Hopes of a surge in trade between Iran and the West are high after the removal of nearly all economic sanctions which have left the country isolated.
The hard-fought deal means the opening up of a $400bn (£280bn) economy, sitting on vast fossil fuel reserves, with a youthful population of close to 80m.
“It is such a potentially vibrant market that international businesses are going to look at it very carefully, to participate in the re-growth of economic ties,” says Ed Wilson of international law firm Venable LLP.
Iranian president Hassan Rouhani expects there will be $50bn in international investment and finance in the coming year. GDP growth is will run at over 4 per cent annually from this year until 2020, up from a dismal 0.8 per cent in 2015, according to the International Monetary Fund.
The potential for change seems enormous.
Full implementation of the deal, which was reached with China, Russia, the US, UK, Germany and France, will take six months. There are still some prohibitions in place over trade between the US and Iran.
But the immediate effect will be in having $32bn of frozen assets returned to Iran’s central bank and treasury, out of a total $100bn in assets that were put on ice.
The biggest opportunity for Western businesses will be in Tehran’s financial services sector, which has been starved of investment through years of isolation.
“It’s the most lucrative angle but also where we will see the slowest progress,” says Abbas Ameli-Renani, emerging markets strategist at investment firm Amundi. “European firms have been fined because of their involvement with Iran and they will be reluctant to return at a hasty pace – they will not want to be the one of the first movers.”
Turkey and United Arab Emirates are being tipped as the countries which will most heavily invest in Iran. Trade between Turkey and Iran could double, says Ameli-Renani.
But not all of this is going to be Turkish money. As a country on the cusp of both Europe and the Middle East, Turkey may prove a convenient base for international companies to set up businesses which will then invest in Iran. “Companies are going to be asking themselves ‘are we better off going through Turkey?’” Wilson says.
But if Iran wants investment, it will have to play by the rules – not just under the supervision of the nuclear chiefs, but also with regard to the norms of global business.
“Capital is a coward. People will only deploy their capital where they think it will be safe. There will be an initial flow of capital into Iran but there will also be a lot of watching and waiting,” Wilson says.
For a country where around 20 per cent of GDP is in the hands of the state and religious entities, it may be some time before outsiders feel confident – both in knowing they can both invest wisely, and get their assets out when they want to.
For ordinary Iranis, change cannot come soon enough. In a survey of 300,000 Iranis undertaken by FTI Consulting, 77 per cent said they struggled to meet everyday needs or could only buy basics. 53 per cent say increasing employment should be the government’s number one priority, while 72 per cent expect the nuclear deal will do just that.

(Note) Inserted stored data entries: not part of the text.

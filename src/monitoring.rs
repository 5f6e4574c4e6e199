//! JSON-based Robot Monitoring
//!
//! Provides JSON-lines output for robot state monitoring with dynamic
//! output based on change detection and publication rate limiting.

use crate::interface::FaultReport;
use crate::robot::{Pose, RobotMode, ARM_JOINTS};
use chrono::Utc;
use serde::{Deserialize, Serialize};
use std::time::{Duration, Instant};

/// System time as fractional Unix seconds.
pub fn system_time() -> f64 {
    Utc::now().timestamp_micros() as f64 / 1_000_000.0
}

/// Joint angles and tool pose from the realtime cache
#[derive(Debug, Clone, PartialEq, Serialize, Deserialize)]
pub struct JointStateData {
    /// Unix time when the daemon sampled the cache
    pub stime: f64,
    #[serde(rename = "type")]
    pub event_type: String,
    /// Joint angles in radians [j1, j2, j3, j4]
    pub joint_positions: [f64; ARM_JOINTS],
    /// Tool pose [x, y, z, roll, pitch, yaw] in meters and radians
    pub tcp_pose: [f64; 6],
}

#[derive(Debug, Clone, PartialEq, Serialize, Deserialize)]
pub struct RobotModeData {
    pub stime: f64,
    #[serde(rename = "type")]
    pub event_type: String,
    pub robot_mode: i64,
    pub robot_mode_name: String,
}

#[derive(Debug, Clone, PartialEq, Serialize, Deserialize)]
pub struct FaultEntry {
    pub joint: usize,
    pub id: i64,
    #[serde(skip_serializing_if = "Option::is_none")]
    pub description: Option<String>,
}

#[derive(Debug, Clone, PartialEq, Serialize, Deserialize)]
pub struct FaultData {
    pub stime: f64,
    #[serde(rename = "type")]
    pub event_type: String,
    pub faults: Vec<FaultEntry>,
}

fn round_to(value: f64, decimal_places: u32) -> f64 {
    let multiplier = 10.0_f64.powi(decimal_places as i32);
    (value * multiplier).round() / multiplier
}

impl JointStateData {
    pub fn new_rounded(joints: [f64; ARM_JOINTS], pose: &Pose, stime: f64, decimal_places: u32) -> Self {
        let tcp = [pose.x, pose.y, pose.z, pose.roll, pose.pitch, pose.yaw];
        Self {
            stime,
            event_type: "joint_state".to_string(),
            joint_positions: joints.map(|v| round_to(v, decimal_places)),
            tcp_pose: tcp.map(|v| round_to(v, decimal_places)),
        }
    }
}

impl RobotModeData {
    pub fn new(mode: RobotMode, stime: f64) -> Self {
        Self {
            stime,
            event_type: "robot_mode".to_string(),
            robot_mode: mode.raw(),
            robot_mode_name: mode.name(),
        }
    }
}

impl FaultData {
    pub fn from_report(report: &FaultReport, stime: f64) -> Self {
        Self {
            stime,
            event_type: "fault".to_string(),
            faults: report
                .faults
                .iter()
                .map(|f| FaultEntry {
                    joint: f.joint,
                    id: f.id,
                    description: f.description.clone(),
                })
                .collect(),
        }
    }
}

/// Monitor output manager that handles dynamic output and rate limiting
pub struct MonitorOutput {
    last_joint_state: Option<([f64; ARM_JOINTS], [f64; 6])>,
    last_robot_mode: Option<RobotMode>,
    last_fault_ids: Option<Vec<(usize, i64)>>,
    last_joint_state_output: Option<Instant>,
    /// Maximum joint_state events per second
    pub_rate_hz: u32,
    /// 1 mm or 0.001 rad
    position_threshold: f64,
    dynamic_mode: bool,
    pub decimal_places: u32,
}

impl MonitorOutput {
    pub fn new(pub_rate_hz: u32, dynamic_mode: bool, decimal_places: u32) -> Self {
        Self {
            last_joint_state: None,
            last_robot_mode: None,
            last_fault_ids: None,
            last_joint_state_output: None,
            pub_rate_hz: pub_rate_hz.max(1),
            position_threshold: 0.001,
            dynamic_mode,
            decimal_places,
        }
    }

    /// Rate limited, and in dynamic mode suppressed unless something moved.
    pub fn should_output_joint_state(&mut self, joints: [f64; ARM_JOINTS], pose: &Pose) -> bool {
        let now = Instant::now();

        if let Some(last_output) = self.last_joint_state_output {
            let min_interval = Duration::from_millis(1000 / self.pub_rate_hz as u64);
            if now.duration_since(last_output) < min_interval {
                return false;
            }
        }

        let tcp = [pose.x, pose.y, pose.z, pose.roll, pose.pitch, pose.yaw];
        if self.dynamic_mode {
            if let Some((last_joints, last_tcp)) = &self.last_joint_state {
                if !self.changed(last_joints, &joints) && !self.changed(last_tcp, &tcp) {
                    return false;
                }
            }
        }

        self.last_joint_state = Some((joints, tcp));
        self.last_joint_state_output = Some(now);
        true
    }

    /// Never rate limited, only change detection
    pub fn should_output_robot_mode(&mut self, mode: RobotMode) -> bool {
        if self.dynamic_mode && self.last_robot_mode == Some(mode) {
            return false;
        }
        self.last_robot_mode = Some(mode);
        true
    }

    /// Emits when the set of active fault ids changes, including when it clears.
    pub fn should_output_fault(&mut self, report: &FaultReport) -> bool {
        let ids: Vec<(usize, i64)> = report.faults.iter().map(|f| (f.joint, f.id)).collect();
        match &self.last_fault_ids {
            Some(last) if self.dynamic_mode && *last == ids => false,
            None if ids.is_empty() => {
                self.last_fault_ids = Some(ids);
                false
            }
            _ => {
                self.last_fault_ids = Some(ids);
                true
            }
        }
    }

    fn changed(&self, old: &[f64], new: &[f64]) -> bool {
        old.iter()
            .zip(new.iter())
            .any(|(o, n)| (o - n).abs() > self.position_threshold)
    }

    /// Joint state line with a fixed number of decimals on every value.
    pub fn format_joint_state(&self, data: &JointStateData) -> String {
        let fixed = |values: &[f64]| -> String {
            values
                .iter()
                .map(|&v| format!("{:.prec$}", v, prec = self.decimal_places as usize))
                .collect::<Vec<_>>()
                .join(",")
        };
        format!(
            r#"{{"stime":{:.6},"type":"{}","joint_positions":[{}],"tcp_pose":[{}]}}"#,
            data.stime,
            data.event_type,
            fixed(&data.joint_positions),
            fixed(&data.tcp_pose)
        )
    }

    pub fn output_joint_state(&self, data: &JointStateData) {
        println!("{}", self.format_joint_state(data));
    }

    pub fn output_robot_mode(&self, data: &RobotModeData) {
        if let Ok(json) = serde_json::to_string(data) {
            println!("{}", json);
        }
    }

    pub fn output_fault(&self, data: &FaultData) {
        if let Ok(json) = serde_json::to_string(data) {
            println!("{}", json);
        }
    }
}
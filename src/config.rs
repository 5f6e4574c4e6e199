//! Configuration loading for the MG400 driver

use serde::{Deserialize, Serialize};
use std::fs;
use std::path::Path;
use std::time::Duration;
use crate::{Mg400Error, Result};

pub const DASHBOARD_PORT: u16 = 29999;
pub const MOTION_PORT: u16 = 30003;
pub const REALTIME_PORT: u16 = 30004;

#[derive(Debug, Clone, Deserialize, Serialize)]
pub struct Config {
    pub robot: RobotConfig,
    #[serde(default)]
    pub connection: ConnectionConfig,
    #[serde(default)]
    pub polling: PollingConfig,
    #[serde(default)]
    pub error_messages: Option<String>,
    #[serde(default)]
    pub monitoring: MonitoringConfig,
}

#[derive(Debug, Clone, Deserialize, Serialize)]
pub struct RobotConfig {
    pub ip_address: String,
    #[serde(default)]
    pub ports: PortConfig,
}

#[derive(Debug, Clone, Deserialize, Serialize)]
#[serde(default)]
pub struct PortConfig {
    pub dashboard: u16,
    pub motion: u16,
    pub realtime: u16,
}

impl Default for PortConfig {
    fn default() -> Self {
        Self {
            dashboard: DASHBOARD_PORT,
            motion: MOTION_PORT,
            realtime: REALTIME_PORT,
        }
    }
}

/// Socket timing and retry policy shared by the three channels.
#[derive(Debug, Clone, Deserialize, Serialize)]
#[serde(default)]
pub struct ConnectionConfig {
    pub connect_timeout_ms: u64,
    pub reply_timeout_ms: u64,
    pub realtime_recv_timeout_ms: u64,
    /// Consecutive realtime failures tolerated before the channel goes fatal.
    pub realtime_trials: u32,
    pub retry_delay_ms: u64,
    pub monitor_period_ms: u64,
}

impl Default for ConnectionConfig {
    fn default() -> Self {
        Self {
            connect_timeout_ms: 1000,
            reply_timeout_ms: 500,
            realtime_recv_timeout_ms: 5000,
            realtime_trials: 3,
            retry_delay_ms: 1000,
            monitor_period_ms: 1000,
        }
    }
}

impl ConnectionConfig {
    pub fn connect_timeout(&self) -> Duration {
        Duration::from_millis(self.connect_timeout_ms)
    }

    pub fn reply_timeout(&self) -> Duration {
        Duration::from_millis(self.reply_timeout_ms)
    }

    pub fn realtime_recv_timeout(&self) -> Duration {
        Duration::from_millis(self.realtime_recv_timeout_ms)
    }

    pub fn retry_delay(&self) -> Duration {
        Duration::from_millis(self.retry_delay_ms)
    }

    pub fn monitor_period(&self) -> Duration {
        Duration::from_millis(self.monitor_period_ms)
    }
}

/// Poll cadence used by the daemon.
#[derive(Debug, Clone, Deserialize, Serialize)]
#[serde(default)]
pub struct PollingConfig {
    pub joint_state_ms: u64,
    pub robot_mode_ms: u64,
    pub error_check_ms: u64,
    pub interface_check_ms: u64,
}

impl Default for PollingConfig {
    fn default() -> Self {
        Self {
            joint_state_ms: 10,
            robot_mode_ms: 100,
            error_check_ms: 500,
            interface_check_ms: 100,
        }
    }
}

#[derive(Debug, Clone, Deserialize, Serialize)]
#[serde(default)]
pub struct MonitoringConfig {
    pub decimal_places: u32,
    pub dynamic: bool,
}

impl Default for MonitoringConfig {
    fn default() -> Self {
        Self {
            decimal_places: 4,
            dynamic: true,
        }
    }
}

impl Config {
    /// Configuration for `ip_address` with every other section defaulted.
    pub fn for_ip(ip_address: &str) -> Self {
        Self {
            robot: RobotConfig {
                ip_address: ip_address.to_string(),
                ports: PortConfig::default(),
            },
            connection: ConnectionConfig::default(),
            polling: PollingConfig::default(),
            error_messages: None,
            monitoring: MonitoringConfig::default(),
        }
    }

    pub fn load_from_path(path: impl AsRef<Path>) -> Result<Self> {
        let path = path.as_ref();
        let contents = fs::read_to_string(path)
            .map_err(|e| Mg400Error::Config(format!("Failed to read {}: {}", path.display(), e)))?;

        Self::from_yaml(&contents)
    }

    pub fn from_yaml(contents: &str) -> Result<Self> {
        let config: Config = serde_yaml::from_str(contents)?;
        if config.robot.ip_address.trim().is_empty() {
            return Err(Mg400Error::Config("robot.ip_address must not be empty".to_string()));
        }
        if config.connection.realtime_trials == 0 {
            return Err(Mg400Error::Config("connection.realtime_trials must be at least 1".to_string()));
        }
        Ok(config)
    }
}

#[cfg(test)]
mod tests {
    use super::*;

    #[test]
    fn test_minimal_config_uses_defaults() {
        let config = Config::from_yaml("robot:\n  ip_address: 10.0.0.7\n").unwrap();

        assert_eq!(config.robot.ip_address, "10.0.0.7");
        assert_eq!(config.robot.ports.dashboard, 29999);
        assert_eq!(config.robot.ports.motion, 30003);
        assert_eq!(config.robot.ports.realtime, 30004);
        assert_eq!(config.connection.realtime_trials, 3);
        assert_eq!(config.connection.realtime_recv_timeout(), Duration::from_secs(5));
        assert_eq!(config.polling.joint_state_ms, 10);
        assert!(config.error_messages.is_none());
    }

    #[test]
    fn test_partial_section_override() {
        let yaml = r#"
robot:
  ip_address: 192.168.1.6
  ports:
    dashboard: 40000
connection:
  realtime_trials: 7
error_messages: config/error_messages.json
"#;
        let config = Config::from_yaml(yaml).unwrap();

        assert_eq!(config.robot.ports.dashboard, 40000);
        assert_eq!(config.robot.ports.realtime, 30004);
        assert_eq!(config.connection.realtime_trials, 7);
        assert_eq!(config.connection.connect_timeout_ms, 1000);
        assert_eq!(config.error_messages.as_deref(), Some("config/error_messages.json"));
    }

    #[test]
    fn test_rejects_zero_trials() {
        let yaml = "robot:\n  ip_address: 1.2.3.4\nconnection:\n  realtime_trials: 0\n";
        assert!(matches!(Config::from_yaml(yaml), Err(Mg400Error::Config(_))));
    }

    #[test]
    fn test_missing_file_is_config_error() {
        let err = Config::load_from_path("/nonexistent/mg400.yaml").unwrap_err();
        assert!(matches!(err, Mg400Error::Config(_)));
    }

    #[test]
    fn test_shipped_config_loads() {
        let config = Config::load_from_path(concat!(env!("CARGO_MANIFEST_DIR"), "/config/default_config.yaml")).unwrap();
        assert_eq!(config.robot.ip_address, "192.168.1.6");
        assert_eq!(config.polling.interface_check_ms, 100);
        assert!(config.monitoring.dynamic);
    }
}
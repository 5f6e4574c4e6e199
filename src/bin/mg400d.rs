//! MG400 Daemon
//!
//! Activates the controller interface and polls it on fixed schedules:
//! - joint states from the realtime cache
//! - robot mode changes
//! - fault report while the robot is in ERROR mode
//! - interface health, with reactivation when a link drops
//!
//! Telemetry goes to stdout as JSON lines; logs go to stderr.

use anyhow::{Context, Result};
use clap::Parser;
use mg400::monitoring::system_time;
use mg400::{
    Config, FaultData, FaultReport, JointStateData, Mg400Interface, MonitorOutput, RobotMode,
    RobotModeData,
};
use std::future::Future;
use std::pin::Pin;
use std::sync::Arc;
use std::time::Duration;
use tokio::time::{interval, MissedTickBehavior};
use tracing::{error, info, warn};
use tracing_subscriber::EnvFilter;

const REACTIVATE_DELAY: Duration = Duration::from_secs(5);

#[derive(Parser)]
#[command(name = "mg400d")]
#[command(about = "MG400 daemon - realtime monitoring with automatic reconnection")]
#[command(version)]
struct Args {
    /// Path to the daemon configuration file
    #[arg(short, long)]
    config: Option<String>,

    /// Controller IP address, overrides the configuration file
    #[arg(long)]
    ip: Option<String>,
}

impl Args {
    fn get_config_path(&self) -> String {
        self.config
            .clone()
            .or_else(|| std::env::var("MG400_CONFIG").ok())
            .unwrap_or_else(|| "config/default_config.yaml".to_string())
    }
}

fn ticker(period_ms: u64) -> tokio::time::Interval {
    let mut ticker = interval(Duration::from_millis(period_ms.max(1)));
    ticker.set_missed_tick_behavior(MissedTickBehavior::Skip);
    ticker
}

/// Retry activation until it succeeds, deactivating between attempts.
///
/// Returns `false` when `shutdown` resolves first.
async fn activate_until_ready<F: Future>(interface: &Arc<Mg400Interface>, mut shutdown: Pin<&mut F>) -> bool {
    loop {
        let attempt = Arc::clone(interface);
        tokio::select! {
            result = tokio::task::spawn_blocking(move || attempt.activate()) => match result {
                Ok(Ok(())) => return true,
                Ok(Err(e)) => warn!("Activation failed: {}", e),
                Err(e) => error!("Activation task failed: {}", e),
            },
            _ = shutdown.as_mut() => return false,
        }
        let stale = Arc::clone(interface);
        let _ = tokio::task::spawn_blocking(move || stale.deactivate()).await;
        info!("Try reconnecting in {}s...", REACTIVATE_DELAY.as_secs());
        tokio::select! {
            _ = tokio::time::sleep(REACTIVATE_DELAY) => {}
            _ = shutdown.as_mut() => return false,
        }
    }
}

/// Query and report faults, then clear them on the controller.
async fn handle_faults(interface: &Arc<Mg400Interface>) -> Result<FaultReport> {
    let worker = Arc::clone(interface);
    tokio::task::spawn_blocking(move || -> mg400::Result<FaultReport> {
        let report = worker.fault_report()?;
        if !report.is_empty() {
            error!("Controller reported faults:\n{}", report);
            worker.dashboard.clear_error()?;
        }
        Ok(report)
    })
    .await
    .context("Fault query task failed")?
    .context("Fault query failed")
}

#[tokio::main]
async fn main() -> Result<()> {
    let args = Args::parse();
    let config_path = args.get_config_path();

    tracing_subscriber::fmt()
        .with_env_filter(EnvFilter::try_from_default_env().unwrap_or_else(|_| EnvFilter::new("info")))
        .with_target(false)
        .with_writer(std::io::stderr)
        .init();

    info!("MG400 Daemon");
    info!("{}", "=".repeat(50));
    info!("Using config: {}", config_path);

    let mut config = Config::load_from_path(&config_path)
        .with_context(|| format!("Failed to load config from {}", config_path))?;
    if let Some(ip) = args.ip {
        config.robot.ip_address = ip;
    }
    info!("Connecting to {} ...", config.robot.ip_address);

    let polling = config.polling.clone();
    let mut monitor = MonitorOutput::new(
        (1000 / polling.joint_state_ms.max(1)) as u32,
        config.monitoring.dynamic,
        config.monitoring.decimal_places,
    );

    let mut interface = Mg400Interface::new(config);
    interface.configure().context("Failed to configure interface")?;
    let interface = Arc::new(interface);

    let shutdown = tokio::signal::ctrl_c();
    tokio::pin!(shutdown);

    let mut ready = activate_until_ready(&interface, shutdown.as_mut()).await;
    if ready {
        info!("MG400 ready");
    }

    let mut joint_timer = ticker(polling.joint_state_ms);
    let mut mode_timer = ticker(polling.robot_mode_ms);
    let mut error_timer = ticker(polling.error_check_ms);
    let mut check_timer = ticker(polling.interface_check_ms);

    while ready {
        tokio::select! {
            _ = joint_timer.tick() => {
                if interface.ok() {
                    let joints = interface.realtime.current_joint_states();
                    let pose = interface.realtime.current_end_pose();
                    if monitor.should_output_joint_state(joints, &pose) {
                        let data = JointStateData::new_rounded(joints, &pose, system_time(), monitor.decimal_places);
                        monitor.output_joint_state(&data);
                    }
                }
            }
            _ = mode_timer.tick() => {
                if interface.ok() {
                    if let Some(mode) = interface.realtime.robot_mode() {
                        if monitor.should_output_robot_mode(mode) {
                            monitor.output_robot_mode(&RobotModeData::new(mode, system_time()));
                        }
                    }
                }
            }
            _ = error_timer.tick() => {
                if !interface.ok() {
                    continue;
                }
                let report = if interface.realtime.is_robot_mode(RobotMode::Error) {
                    match handle_faults(&interface).await {
                        Ok(report) => report,
                        Err(e) => {
                            error!("{:#}", e);
                            continue;
                        }
                    }
                } else {
                    FaultReport::default()
                };
                if monitor.should_output_fault(&report) {
                    monitor.output_fault(&FaultData::from_report(&report, system_time()));
                }
            }
            _ = check_timer.tick() => {
                if !interface.ok() {
                    if let Some(fatal) = interface.realtime.take_fatal() {
                        error!("{}", fatal);
                    }
                    warn!("MG400 interface unhealthy, reactivating");
                    let stale = Arc::clone(&interface);
                    let _ = tokio::task::spawn_blocking(move || stale.deactivate()).await;
                    ready = activate_until_ready(&interface, shutdown.as_mut()).await;
                    if ready {
                        info!("MG400 ready");
                    }
                }
            }
            _ = shutdown.as_mut() => {
                ready = false;
            }
        }
    }
    info!("Shutdown requested");

    let stale = Arc::clone(&interface);
    tokio::task::spawn_blocking(move || stale.deactivate())
        .await
        .context("Failed during shutdown")?;
    info!("Shutdown complete");
    Ok(())
}

#[cfg(test)]
mod tests {
    use super::*;
    use std::net::TcpListener;

    fn unreachable_interface() -> Arc<Mg400Interface> {
        let listener = TcpListener::bind("127.0.0.1:0").unwrap();
        let port = listener.local_addr().unwrap().port();
        drop(listener);

        let mut config = Config::for_ip("127.0.0.1");
        config.robot.ports.dashboard = port;
        config.robot.ports.motion = port;
        config.robot.ports.realtime = port;
        config.connection.connect_timeout_ms = 100;
        Arc::new(Mg400Interface::new(config))
    }

    #[tokio::test]
    async fn test_shutdown_interrupts_reactivation() {
        let interface = unreachable_interface();
        let shutdown = tokio::time::sleep(Duration::from_millis(300));
        tokio::pin!(shutdown);

        let ready = tokio::time::timeout(
            Duration::from_secs(2),
            activate_until_ready(&interface, shutdown.as_mut()),
        )
        .await
        .expect("shutdown did not end the retry loop");
        assert!(!ready);
    }
}
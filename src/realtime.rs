//! Realtime feedback channel: binary frame decoding and the cached robot state
//!
//! The controller pushes a fixed 1440-byte little-endian frame on port 30004 every
//! few milliseconds. One reader thread owns the socket, decodes accepted frames and
//! overwrites a single snapshot behind a mutex; every accessor copies out of that
//! snapshot and never touches the network.

use crate::config::ConnectionConfig;
use crate::motion::sleep_while;
use crate::protocol::deg_to_rad;
use crate::robot::{Pose, RobotMode, ARM_JOINTS, JOINT_SLOTS};
use crate::transport::{receive_full, Received, TcpTransport, Transport};
use crate::{Mg400Error, Result};
use chrono::{DateTime, Utc};
use crossbeam::channel::{bounded, Receiver, Sender, TryRecvError, TrySendError};
use std::sync::atomic::{AtomicBool, AtomicU8, Ordering};
use std::sync::{Arc, Mutex};
use std::thread::{self, JoinHandle};
use tracing::{debug, error, info, warn};

/// Size of one realtime frame, also the value its `len` field must carry.
pub const FRAME_SIZE: usize = 1440;

const LEN_OFFSET: usize = 0;
const DIGITAL_INPUTS_OFFSET: usize = 8;
const DIGITAL_OUTPUTS_OFFSET: usize = 16;
const ROBOT_MODE_OFFSET: usize = 24;
const TIMESTAMP_OFFSET: usize = 32;
const Q_ACTUAL_OFFSET: usize = 432;
const TOOL_VECTOR_ACTUAL_OFFSET: usize = 624;
const BRAKE_STATUS_OFFSET: usize = 1025;
const ENABLE_STATUS_OFFSET: usize = 1026;
const DRAG_STATUS_OFFSET: usize = 1027;
const RUNNING_STATUS_OFFSET: usize = 1028;
const ERROR_STATUS_OFFSET: usize = 1029;
const ACTUAL_QUATERNION_OFFSET: usize = 1384;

In the meantime, a spurt of oil supplies on the world market will be the first sign that Iran is back. The country has stockpiled 30m-40m barrels of oil in floating tankers, just waiting for the green light to be shipped. The International Energy Agency expects Iran will be pumping out 300,000 barrels a day within weeks, rising to 500,000 later this year. Tehran’s hopes are for higher exports still, of up to 2m barrels daily.
Question marks have risen over Iran’s ability to meet these projections, given its idle infrastructure. But with elections coming up in February, president Rouhani will want to press on with anything that could improve the economy.
The realisation that the Iran deal would actually go ahead was the trigger for oil prices to fall below $30 last week. But now, the real risk to oil prices now is that Iran exceeds its production targets – further bloating global supplies and increasing tensions within Opec.